Stored data:
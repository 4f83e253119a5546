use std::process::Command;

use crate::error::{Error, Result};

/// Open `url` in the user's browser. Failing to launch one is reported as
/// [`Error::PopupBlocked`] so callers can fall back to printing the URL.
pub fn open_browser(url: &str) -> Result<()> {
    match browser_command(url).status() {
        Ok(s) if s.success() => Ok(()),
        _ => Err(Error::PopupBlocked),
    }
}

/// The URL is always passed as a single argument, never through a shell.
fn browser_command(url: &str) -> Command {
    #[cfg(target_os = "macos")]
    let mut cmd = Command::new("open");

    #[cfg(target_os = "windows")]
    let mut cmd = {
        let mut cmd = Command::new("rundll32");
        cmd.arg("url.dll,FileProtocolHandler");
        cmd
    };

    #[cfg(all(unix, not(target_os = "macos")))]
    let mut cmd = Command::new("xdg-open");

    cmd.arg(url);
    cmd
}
* * *
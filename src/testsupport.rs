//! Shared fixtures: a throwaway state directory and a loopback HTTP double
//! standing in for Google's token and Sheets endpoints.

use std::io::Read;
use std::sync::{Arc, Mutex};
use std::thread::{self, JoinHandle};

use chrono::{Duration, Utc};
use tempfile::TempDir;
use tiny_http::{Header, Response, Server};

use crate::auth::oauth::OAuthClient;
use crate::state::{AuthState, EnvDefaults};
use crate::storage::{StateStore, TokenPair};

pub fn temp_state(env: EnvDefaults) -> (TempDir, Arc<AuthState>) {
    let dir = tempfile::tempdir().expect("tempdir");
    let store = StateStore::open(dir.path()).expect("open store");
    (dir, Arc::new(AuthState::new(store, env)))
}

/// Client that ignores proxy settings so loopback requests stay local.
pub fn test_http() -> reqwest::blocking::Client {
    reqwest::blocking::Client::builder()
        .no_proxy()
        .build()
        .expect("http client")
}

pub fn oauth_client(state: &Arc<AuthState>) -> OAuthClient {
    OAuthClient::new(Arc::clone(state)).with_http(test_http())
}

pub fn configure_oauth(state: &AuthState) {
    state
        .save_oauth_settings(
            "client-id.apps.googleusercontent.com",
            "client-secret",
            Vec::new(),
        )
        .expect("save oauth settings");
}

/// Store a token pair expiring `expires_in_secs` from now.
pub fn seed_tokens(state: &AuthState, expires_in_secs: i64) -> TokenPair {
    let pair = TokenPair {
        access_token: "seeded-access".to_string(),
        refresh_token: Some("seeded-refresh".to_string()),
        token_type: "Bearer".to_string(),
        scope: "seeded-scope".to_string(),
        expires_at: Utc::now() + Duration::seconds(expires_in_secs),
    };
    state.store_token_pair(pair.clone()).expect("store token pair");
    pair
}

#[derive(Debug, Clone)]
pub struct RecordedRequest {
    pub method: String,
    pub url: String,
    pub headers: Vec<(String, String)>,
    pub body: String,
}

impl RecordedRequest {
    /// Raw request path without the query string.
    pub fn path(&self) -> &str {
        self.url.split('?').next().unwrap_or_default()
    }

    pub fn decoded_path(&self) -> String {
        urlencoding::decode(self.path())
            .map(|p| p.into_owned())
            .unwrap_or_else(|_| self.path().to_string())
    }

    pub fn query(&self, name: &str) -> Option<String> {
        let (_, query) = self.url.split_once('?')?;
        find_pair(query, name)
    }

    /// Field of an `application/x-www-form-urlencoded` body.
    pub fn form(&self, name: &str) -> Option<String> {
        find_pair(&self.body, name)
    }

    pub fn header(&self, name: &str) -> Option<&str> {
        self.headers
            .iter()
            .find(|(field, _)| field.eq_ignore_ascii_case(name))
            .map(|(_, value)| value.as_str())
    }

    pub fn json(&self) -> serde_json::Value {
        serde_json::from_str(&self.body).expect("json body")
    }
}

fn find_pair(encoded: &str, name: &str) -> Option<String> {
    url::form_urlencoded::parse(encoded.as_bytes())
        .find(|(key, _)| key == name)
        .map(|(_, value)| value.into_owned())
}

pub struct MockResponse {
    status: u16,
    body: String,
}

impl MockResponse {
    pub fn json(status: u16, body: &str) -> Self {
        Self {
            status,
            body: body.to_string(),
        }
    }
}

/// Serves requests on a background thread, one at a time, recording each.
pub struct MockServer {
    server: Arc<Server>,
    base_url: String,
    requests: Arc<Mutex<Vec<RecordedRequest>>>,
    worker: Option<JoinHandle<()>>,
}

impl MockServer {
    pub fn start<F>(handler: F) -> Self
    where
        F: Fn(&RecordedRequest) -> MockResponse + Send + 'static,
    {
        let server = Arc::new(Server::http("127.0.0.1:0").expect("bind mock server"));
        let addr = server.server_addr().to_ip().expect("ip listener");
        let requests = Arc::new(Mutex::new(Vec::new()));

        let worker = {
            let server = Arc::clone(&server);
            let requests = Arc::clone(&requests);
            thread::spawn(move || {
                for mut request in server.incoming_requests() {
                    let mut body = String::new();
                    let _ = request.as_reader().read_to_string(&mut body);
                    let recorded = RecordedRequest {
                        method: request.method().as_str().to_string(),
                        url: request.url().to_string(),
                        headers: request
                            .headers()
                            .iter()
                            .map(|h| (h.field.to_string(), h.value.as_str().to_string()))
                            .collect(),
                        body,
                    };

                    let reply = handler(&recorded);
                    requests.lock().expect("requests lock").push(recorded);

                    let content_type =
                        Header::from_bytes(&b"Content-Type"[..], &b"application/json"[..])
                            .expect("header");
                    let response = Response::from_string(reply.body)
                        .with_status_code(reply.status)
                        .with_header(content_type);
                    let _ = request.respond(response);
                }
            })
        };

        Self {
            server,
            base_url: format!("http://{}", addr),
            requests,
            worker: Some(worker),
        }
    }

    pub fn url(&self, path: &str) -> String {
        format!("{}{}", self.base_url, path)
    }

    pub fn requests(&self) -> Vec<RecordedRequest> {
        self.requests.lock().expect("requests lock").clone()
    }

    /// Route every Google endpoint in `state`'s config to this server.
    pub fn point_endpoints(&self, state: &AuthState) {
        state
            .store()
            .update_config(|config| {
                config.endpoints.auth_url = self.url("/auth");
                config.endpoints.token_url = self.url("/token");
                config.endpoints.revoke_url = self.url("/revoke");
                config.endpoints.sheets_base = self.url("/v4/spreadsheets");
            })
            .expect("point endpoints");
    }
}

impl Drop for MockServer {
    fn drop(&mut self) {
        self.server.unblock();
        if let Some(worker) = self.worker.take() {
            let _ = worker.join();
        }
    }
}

WORK REQUEST:
Please give the number of lines with "json" in the entries above, and write no other text.

SOLUTION FOR THIS EXERCISE:
4